Saved entries

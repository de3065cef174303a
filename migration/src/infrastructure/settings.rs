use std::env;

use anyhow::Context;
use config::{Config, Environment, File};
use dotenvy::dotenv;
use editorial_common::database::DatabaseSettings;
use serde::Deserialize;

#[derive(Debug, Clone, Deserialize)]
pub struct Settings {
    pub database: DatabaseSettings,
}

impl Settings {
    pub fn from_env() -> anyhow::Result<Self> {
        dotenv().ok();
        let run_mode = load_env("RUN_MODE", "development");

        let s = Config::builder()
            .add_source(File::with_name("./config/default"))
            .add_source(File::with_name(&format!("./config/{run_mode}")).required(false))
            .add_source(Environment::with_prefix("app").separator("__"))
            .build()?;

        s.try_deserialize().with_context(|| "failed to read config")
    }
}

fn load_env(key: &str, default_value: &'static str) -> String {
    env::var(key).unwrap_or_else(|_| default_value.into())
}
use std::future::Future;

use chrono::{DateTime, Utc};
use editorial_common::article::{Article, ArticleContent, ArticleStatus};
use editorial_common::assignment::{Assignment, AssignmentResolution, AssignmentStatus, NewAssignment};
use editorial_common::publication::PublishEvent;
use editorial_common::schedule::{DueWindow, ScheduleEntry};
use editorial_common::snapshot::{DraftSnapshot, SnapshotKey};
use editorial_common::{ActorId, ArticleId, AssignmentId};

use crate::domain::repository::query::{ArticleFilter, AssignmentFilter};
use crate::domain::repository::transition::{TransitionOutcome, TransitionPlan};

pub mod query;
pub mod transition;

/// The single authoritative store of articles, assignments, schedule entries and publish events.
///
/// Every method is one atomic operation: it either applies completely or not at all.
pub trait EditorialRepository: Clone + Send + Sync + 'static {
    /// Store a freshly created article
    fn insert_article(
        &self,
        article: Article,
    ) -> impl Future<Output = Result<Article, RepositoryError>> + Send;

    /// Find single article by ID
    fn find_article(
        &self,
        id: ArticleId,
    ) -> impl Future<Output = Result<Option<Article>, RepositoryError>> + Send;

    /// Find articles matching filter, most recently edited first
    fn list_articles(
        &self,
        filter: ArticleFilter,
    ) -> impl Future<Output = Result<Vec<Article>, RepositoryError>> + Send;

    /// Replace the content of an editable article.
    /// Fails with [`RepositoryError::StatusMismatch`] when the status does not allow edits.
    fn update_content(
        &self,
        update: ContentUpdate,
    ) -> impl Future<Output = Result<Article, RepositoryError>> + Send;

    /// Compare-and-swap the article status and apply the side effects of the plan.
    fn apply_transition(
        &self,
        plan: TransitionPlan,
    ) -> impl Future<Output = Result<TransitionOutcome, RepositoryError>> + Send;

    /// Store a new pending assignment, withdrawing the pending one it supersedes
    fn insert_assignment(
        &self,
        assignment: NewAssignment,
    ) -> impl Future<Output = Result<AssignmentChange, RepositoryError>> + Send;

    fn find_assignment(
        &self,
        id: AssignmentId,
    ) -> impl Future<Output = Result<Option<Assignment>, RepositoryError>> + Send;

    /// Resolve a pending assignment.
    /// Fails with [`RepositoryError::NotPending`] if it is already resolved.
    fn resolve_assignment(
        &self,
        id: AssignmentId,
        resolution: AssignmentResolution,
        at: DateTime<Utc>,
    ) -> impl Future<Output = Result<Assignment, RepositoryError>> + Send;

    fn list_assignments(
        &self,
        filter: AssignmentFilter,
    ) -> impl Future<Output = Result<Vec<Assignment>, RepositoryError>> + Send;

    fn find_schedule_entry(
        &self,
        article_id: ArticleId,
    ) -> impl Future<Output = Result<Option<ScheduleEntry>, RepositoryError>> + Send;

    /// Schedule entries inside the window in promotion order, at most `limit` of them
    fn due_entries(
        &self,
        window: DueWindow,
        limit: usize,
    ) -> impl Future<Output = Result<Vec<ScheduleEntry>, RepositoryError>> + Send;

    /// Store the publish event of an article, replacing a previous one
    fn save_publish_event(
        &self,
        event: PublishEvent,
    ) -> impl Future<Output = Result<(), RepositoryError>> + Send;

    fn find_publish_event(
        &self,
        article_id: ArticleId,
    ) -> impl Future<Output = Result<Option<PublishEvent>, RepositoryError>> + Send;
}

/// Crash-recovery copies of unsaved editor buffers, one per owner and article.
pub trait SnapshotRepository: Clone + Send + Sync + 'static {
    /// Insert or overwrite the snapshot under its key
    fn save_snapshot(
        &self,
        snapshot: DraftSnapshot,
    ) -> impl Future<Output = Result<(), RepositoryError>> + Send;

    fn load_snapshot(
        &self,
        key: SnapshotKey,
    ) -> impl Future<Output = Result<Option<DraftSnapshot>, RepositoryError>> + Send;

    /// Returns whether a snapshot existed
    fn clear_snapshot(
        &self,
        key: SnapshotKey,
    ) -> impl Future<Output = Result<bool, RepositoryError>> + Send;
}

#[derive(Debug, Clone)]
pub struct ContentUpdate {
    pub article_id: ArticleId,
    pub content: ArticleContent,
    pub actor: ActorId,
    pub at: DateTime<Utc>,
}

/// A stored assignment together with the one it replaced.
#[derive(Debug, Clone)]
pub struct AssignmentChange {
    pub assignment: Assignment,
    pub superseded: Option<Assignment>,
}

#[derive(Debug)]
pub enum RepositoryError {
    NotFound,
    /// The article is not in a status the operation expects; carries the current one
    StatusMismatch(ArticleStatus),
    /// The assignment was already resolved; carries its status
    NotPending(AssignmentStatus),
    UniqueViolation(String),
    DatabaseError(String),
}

**TASK DIRECTIONS:** Write out each record again, keeping every word as it is.

**EXPECTED OUTPUT:**
repository de3065cef174303a
filename migration/src/infrastructure/settings.rs
use std::env;

use anyhow::Context;
use config::{Config, Environment, File};
use dotenvy::dotenv;
use editorial_common::database::DatabaseSettings;
use serde::Deserialize;

#[derive(Debug, Clone, Deserialize)]
pub struct Settings {
    pub database: DatabaseSettings,
}

impl Settings {
    pub fn from_env() -> anyhow::Result<Self> {
        dotenv().ok();
        let run_mode = load_env("RUN_MODE", "development");

        let s = Config::builder()
            .add_source(File::with_name("./config/default"))
            .add_source(File::with_name(&format!("./config/{run_mode}")).required(false))
            .add_source(Environment::with_prefix("app").separator("__"))
            .build()?;

        s.try_deserialize().with_context(|| "failed to read config")
    }
}

fn load_env(key: &str, default_value: &'static str) -> String {
    env::var(key).unwrap_or_else(|_| default_value.into())
}
use std::future::Future;

use chrono::{DateTime, Utc};
use editorial_common::article::{Article, ArticleContent, ArticleStatus};
use editorial_common::assignment::{Assignment, AssignmentResolution, AssignmentStatus, NewAssignment};
use editorial_common::publication::PublishEvent;
use editorial_common::schedule::{DueWindow, ScheduleEntry};
use editorial_common::snapshot::{DraftSnapshot, SnapshotKey};
use editorial_common::{ActorId, ArticleId, AssignmentId};

use crate::domain::repository::query::{ArticleFilter, AssignmentFilter};
use crate::domain::repository::transition::{TransitionOutcome, TransitionPlan};

pub mod query;
pub mod transition;

/// The single authoritative store of articles, assignments, schedule entries and publish events.
///
/// Every method is one atomic operation: it either applies completely or not at all.
pub trait EditorialRepository: Clone + Send + Sync + 'static {
    /// Store a freshly created article
    fn insert_article(
        &self,
        article: Article,
    ) -> impl Future<Output = Result<Article, RepositoryError>> + Send;

    /// Find single article by ID
    fn find_article(
        &self,
        id: ArticleId,
    ) -> impl Future<Output = Result<Option<Article>, RepositoryError>> + Send;

    /// Find articles matching filter, most recently edited first
    fn list_articles(
        &self,
        filter: ArticleFilter,
    ) -> impl Future<Output = Result<Vec<Article>, RepositoryError>> + Send;

    /// Replace the content of an editable article.
    /// Fails with [`RepositoryError::StatusMismatch`] when the status does not allow edits.
    fn update_content(
        &self,
        update: ContentUpdate,
    ) -> impl Future<Output = Result<Article, RepositoryError>> + Send;

    /// Compare-and-swap the article status and apply the side effects of the plan.
    fn apply_transition(
        &self,
        plan: TransitionPlan,
    ) -> impl Future<Output = Result<TransitionOutcome, RepositoryError>> + Send;

    /// Store a new pending assignment, withdrawing the pending one it supersedes
    fn insert_assignment(
        &self,
        assignment: NewAssignment,
    ) -> impl Future<Output = Result<AssignmentChange, RepositoryError>> + Send;

    fn find_assignment(
        &self,
        id: AssignmentId,
    ) -> impl Future<Output = Result<Option<Assignment>, RepositoryError>> + Send;

    /// Resolve a pending assignment.
    /// Fails with [`RepositoryError::NotPending`] if it is already resolved.
    fn resolve_assignment(
        &self,
        id: AssignmentId,
        resolution: AssignmentResolution,
        at: DateTime<Utc>,
    ) -> impl Future<Output = Result<Assignment, RepositoryError>> + Send;

    fn list_assignments(
        &self,
        filter: AssignmentFilter,
    ) -> impl Future<Output = Result<Vec<Assignment>, RepositoryError>> + Send;

    fn find_schedule_entry(
        &self,
        article_id: ArticleId,
    ) -> impl Future<Output = Result<Option<ScheduleEntry>, RepositoryError>> + Send;

    /// Schedule entries inside the window in promotion order, at most `limit` of them
    fn due_entries(
        &self,
        window: DueWindow,
        limit: usize,
    ) -> impl Future<Output = Result<Vec<ScheduleEntry>, RepositoryError>> + Send;

    /// Store the publish event of an article, replacing a previous one
    fn save_publish_event(
        &self,
        event: PublishEvent,
    ) -> impl Future<Output = Result<(), RepositoryError>> + Send;

    fn find_publish_event(
        &self,
        article_id: ArticleId,
    ) -> impl Future<Output = Result<Option<PublishEvent>, RepositoryError>> + Send;
}

/// Crash-recovery copies of unsaved editor buffers, one per owner and article.
pub trait SnapshotRepository: Clone + Send + Sync + 'static {
    /// Insert or overwrite the snapshot under its key
    fn save_snapshot(
        &self,
        snapshot: DraftSnapshot,
    ) -> impl Future<Output = Result<(), RepositoryError>> + Send;

    fn load_snapshot(
        &self,
        key: SnapshotKey,
    ) -> impl Future<Output = Result<Option<DraftSnapshot>, RepositoryError>> + Send;

    /// Returns whether a snapshot existed
    fn clear_snapshot(
        &self,
        key: SnapshotKey,
    ) -> impl Future<Output = Result<bool, RepositoryError>> + Send;
}

#[derive(Debug, Clone)]
pub struct ContentUpdate {
    pub article_id: ArticleId,
    pub content: ArticleContent,
    pub actor: ActorId,
    pub at: DateTime<Utc>,
}

/// A stored assignment together with the one it replaced.
#[derive(Debug, Clone)]
pub struct AssignmentChange {
    pub assignment: Assignment,
    pub superseded: Option<Assignment>,
}

#[derive(Debug)]
pub enum RepositoryError {
    NotFound,
    /// The article is not in a status the operation expects; carries the current one
    StatusMismatch(ArticleStatus),
    /// The assignment was already resolved; carries its status
    NotPending(AssignmentStatus),
    UniqueViolation(String),
    DatabaseError(String),
}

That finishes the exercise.